• [Problem]:
Below are the records. List every line holding the word "PlotError".
[Materials provided — start]
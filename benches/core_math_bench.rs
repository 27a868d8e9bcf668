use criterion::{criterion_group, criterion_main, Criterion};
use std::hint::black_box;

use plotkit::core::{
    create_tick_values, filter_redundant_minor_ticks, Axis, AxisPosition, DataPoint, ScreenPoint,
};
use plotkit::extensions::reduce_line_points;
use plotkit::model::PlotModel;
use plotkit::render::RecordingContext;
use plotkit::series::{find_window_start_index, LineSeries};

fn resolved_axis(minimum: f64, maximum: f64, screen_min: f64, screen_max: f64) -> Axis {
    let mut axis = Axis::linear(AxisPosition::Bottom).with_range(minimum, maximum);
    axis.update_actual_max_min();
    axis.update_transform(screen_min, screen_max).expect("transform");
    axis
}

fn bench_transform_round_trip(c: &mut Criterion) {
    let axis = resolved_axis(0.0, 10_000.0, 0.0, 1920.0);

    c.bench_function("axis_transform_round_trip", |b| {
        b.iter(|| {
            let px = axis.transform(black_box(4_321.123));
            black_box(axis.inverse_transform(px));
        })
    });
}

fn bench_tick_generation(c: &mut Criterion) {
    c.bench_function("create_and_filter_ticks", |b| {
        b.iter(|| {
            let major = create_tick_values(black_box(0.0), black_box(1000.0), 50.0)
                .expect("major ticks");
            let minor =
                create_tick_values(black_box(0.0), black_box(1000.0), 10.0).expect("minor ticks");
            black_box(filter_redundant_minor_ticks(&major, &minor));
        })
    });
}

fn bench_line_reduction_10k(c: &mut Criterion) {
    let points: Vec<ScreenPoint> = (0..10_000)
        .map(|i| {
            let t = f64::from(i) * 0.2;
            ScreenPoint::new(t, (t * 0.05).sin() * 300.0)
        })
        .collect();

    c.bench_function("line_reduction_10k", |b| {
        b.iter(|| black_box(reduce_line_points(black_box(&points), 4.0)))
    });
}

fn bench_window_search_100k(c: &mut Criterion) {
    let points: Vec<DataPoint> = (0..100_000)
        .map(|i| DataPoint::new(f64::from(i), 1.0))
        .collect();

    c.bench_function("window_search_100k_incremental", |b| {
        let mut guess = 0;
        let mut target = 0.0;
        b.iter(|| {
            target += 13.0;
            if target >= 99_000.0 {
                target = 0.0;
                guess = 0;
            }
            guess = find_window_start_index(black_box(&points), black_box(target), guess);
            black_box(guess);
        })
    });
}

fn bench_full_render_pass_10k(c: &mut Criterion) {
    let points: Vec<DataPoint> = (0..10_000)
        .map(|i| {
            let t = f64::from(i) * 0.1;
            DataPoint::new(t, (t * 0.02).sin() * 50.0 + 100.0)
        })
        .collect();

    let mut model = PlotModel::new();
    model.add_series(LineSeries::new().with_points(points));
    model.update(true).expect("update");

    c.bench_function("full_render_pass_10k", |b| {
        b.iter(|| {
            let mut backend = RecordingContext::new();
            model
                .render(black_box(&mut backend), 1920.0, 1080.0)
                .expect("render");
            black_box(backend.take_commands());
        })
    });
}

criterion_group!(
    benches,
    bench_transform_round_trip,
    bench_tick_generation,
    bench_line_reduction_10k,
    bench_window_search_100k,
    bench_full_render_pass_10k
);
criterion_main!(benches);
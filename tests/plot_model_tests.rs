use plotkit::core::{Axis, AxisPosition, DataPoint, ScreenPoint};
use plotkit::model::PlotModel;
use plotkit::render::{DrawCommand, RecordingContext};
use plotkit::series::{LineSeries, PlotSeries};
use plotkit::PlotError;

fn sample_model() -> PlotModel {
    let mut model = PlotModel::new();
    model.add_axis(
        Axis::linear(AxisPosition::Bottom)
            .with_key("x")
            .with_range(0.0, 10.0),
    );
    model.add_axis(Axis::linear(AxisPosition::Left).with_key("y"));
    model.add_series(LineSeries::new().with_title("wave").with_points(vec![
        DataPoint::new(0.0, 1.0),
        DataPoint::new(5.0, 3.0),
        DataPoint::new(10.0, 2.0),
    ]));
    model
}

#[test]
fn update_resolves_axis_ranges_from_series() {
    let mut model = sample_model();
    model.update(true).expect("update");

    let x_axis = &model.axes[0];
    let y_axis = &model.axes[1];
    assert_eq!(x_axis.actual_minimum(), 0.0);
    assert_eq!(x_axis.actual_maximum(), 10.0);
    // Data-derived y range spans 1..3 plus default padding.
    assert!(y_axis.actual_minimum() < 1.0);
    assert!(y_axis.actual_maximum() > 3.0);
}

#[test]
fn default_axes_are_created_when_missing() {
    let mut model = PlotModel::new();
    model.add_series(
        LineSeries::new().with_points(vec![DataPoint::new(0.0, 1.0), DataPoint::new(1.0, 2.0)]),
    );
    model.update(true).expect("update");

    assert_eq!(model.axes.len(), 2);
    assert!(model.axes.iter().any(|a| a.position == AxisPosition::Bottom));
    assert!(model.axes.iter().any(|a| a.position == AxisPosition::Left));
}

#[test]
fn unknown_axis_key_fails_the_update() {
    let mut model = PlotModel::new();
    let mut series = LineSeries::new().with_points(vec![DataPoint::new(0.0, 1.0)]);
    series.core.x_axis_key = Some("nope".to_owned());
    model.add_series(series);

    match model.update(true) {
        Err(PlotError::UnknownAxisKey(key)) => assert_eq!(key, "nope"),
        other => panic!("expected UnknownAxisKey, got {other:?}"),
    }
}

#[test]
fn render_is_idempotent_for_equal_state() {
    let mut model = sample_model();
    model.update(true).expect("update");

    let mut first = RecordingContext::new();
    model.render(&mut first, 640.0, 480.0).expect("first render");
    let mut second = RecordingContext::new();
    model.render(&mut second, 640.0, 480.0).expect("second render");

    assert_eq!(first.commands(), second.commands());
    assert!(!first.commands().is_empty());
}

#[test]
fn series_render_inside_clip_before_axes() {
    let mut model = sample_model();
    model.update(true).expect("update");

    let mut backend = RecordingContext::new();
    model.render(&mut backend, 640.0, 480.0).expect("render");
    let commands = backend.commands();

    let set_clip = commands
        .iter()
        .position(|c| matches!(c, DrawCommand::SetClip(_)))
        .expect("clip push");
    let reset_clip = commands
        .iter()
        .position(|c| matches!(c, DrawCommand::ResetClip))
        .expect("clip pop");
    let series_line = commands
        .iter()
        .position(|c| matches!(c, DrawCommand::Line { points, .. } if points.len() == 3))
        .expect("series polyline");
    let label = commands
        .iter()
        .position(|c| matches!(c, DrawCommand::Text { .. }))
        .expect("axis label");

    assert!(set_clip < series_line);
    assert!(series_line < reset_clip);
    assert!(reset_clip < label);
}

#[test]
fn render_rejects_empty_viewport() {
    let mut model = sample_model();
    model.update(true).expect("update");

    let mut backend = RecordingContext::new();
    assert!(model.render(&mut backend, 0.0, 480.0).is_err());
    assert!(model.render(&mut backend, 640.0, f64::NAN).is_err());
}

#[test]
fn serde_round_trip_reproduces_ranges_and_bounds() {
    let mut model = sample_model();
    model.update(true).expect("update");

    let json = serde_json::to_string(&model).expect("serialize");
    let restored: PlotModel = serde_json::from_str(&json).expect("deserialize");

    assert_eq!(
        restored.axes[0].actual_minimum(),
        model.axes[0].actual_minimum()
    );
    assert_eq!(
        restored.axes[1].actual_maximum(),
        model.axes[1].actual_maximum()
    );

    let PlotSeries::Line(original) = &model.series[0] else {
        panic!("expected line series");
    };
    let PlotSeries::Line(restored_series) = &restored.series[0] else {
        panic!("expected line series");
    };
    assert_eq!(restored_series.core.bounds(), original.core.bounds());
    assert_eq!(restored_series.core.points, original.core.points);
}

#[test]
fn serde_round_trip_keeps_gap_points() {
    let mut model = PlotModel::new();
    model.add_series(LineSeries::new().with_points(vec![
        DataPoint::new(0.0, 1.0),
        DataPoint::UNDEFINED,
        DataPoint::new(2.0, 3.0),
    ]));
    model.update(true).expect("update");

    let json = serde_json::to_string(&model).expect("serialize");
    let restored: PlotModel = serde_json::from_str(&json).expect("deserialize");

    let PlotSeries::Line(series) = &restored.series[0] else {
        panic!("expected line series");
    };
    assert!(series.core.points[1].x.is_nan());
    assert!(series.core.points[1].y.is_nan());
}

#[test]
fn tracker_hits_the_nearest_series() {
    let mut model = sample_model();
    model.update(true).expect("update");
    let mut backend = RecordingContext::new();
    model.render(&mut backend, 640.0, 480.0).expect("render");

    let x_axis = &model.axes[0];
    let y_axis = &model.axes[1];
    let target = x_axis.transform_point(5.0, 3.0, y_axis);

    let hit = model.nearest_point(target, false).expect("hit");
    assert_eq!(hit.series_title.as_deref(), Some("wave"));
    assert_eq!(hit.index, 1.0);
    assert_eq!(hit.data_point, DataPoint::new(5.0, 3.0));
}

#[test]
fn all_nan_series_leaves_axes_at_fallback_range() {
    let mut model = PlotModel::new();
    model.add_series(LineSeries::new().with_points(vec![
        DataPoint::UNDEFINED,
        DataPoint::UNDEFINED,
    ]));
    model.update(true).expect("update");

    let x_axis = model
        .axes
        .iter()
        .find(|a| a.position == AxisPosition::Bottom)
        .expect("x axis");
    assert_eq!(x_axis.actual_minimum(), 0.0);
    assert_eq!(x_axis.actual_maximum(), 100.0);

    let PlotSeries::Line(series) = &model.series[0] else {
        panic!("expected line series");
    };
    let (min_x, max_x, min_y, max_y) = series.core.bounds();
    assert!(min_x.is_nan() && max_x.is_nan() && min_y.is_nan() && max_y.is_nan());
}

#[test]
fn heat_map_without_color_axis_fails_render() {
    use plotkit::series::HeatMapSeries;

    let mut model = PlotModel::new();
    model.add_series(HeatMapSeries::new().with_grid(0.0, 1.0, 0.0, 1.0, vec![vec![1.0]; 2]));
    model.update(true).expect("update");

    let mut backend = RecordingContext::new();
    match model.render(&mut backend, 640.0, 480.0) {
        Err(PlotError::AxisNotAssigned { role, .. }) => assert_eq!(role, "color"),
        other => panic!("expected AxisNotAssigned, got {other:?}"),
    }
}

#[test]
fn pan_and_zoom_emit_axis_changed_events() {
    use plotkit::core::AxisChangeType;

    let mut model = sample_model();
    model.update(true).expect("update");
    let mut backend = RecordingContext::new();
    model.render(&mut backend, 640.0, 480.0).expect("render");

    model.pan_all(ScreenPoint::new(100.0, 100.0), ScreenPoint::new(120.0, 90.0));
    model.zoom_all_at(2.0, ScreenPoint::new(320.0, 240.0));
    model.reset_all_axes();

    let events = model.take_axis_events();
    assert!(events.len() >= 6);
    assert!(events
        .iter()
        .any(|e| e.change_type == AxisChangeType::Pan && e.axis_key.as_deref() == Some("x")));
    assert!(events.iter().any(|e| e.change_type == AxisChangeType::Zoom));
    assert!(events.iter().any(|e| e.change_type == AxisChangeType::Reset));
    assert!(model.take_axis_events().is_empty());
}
[Materials provided — finish]
• [Exercise solution]:
use plotkit::PlotError;
        Err(PlotError::UnknownAxisKey(key)) => assert_eq!(key, "nope"),
        Err(PlotError::AxisNotAssigned { role, .. }) => assert_eq!(role, "color"),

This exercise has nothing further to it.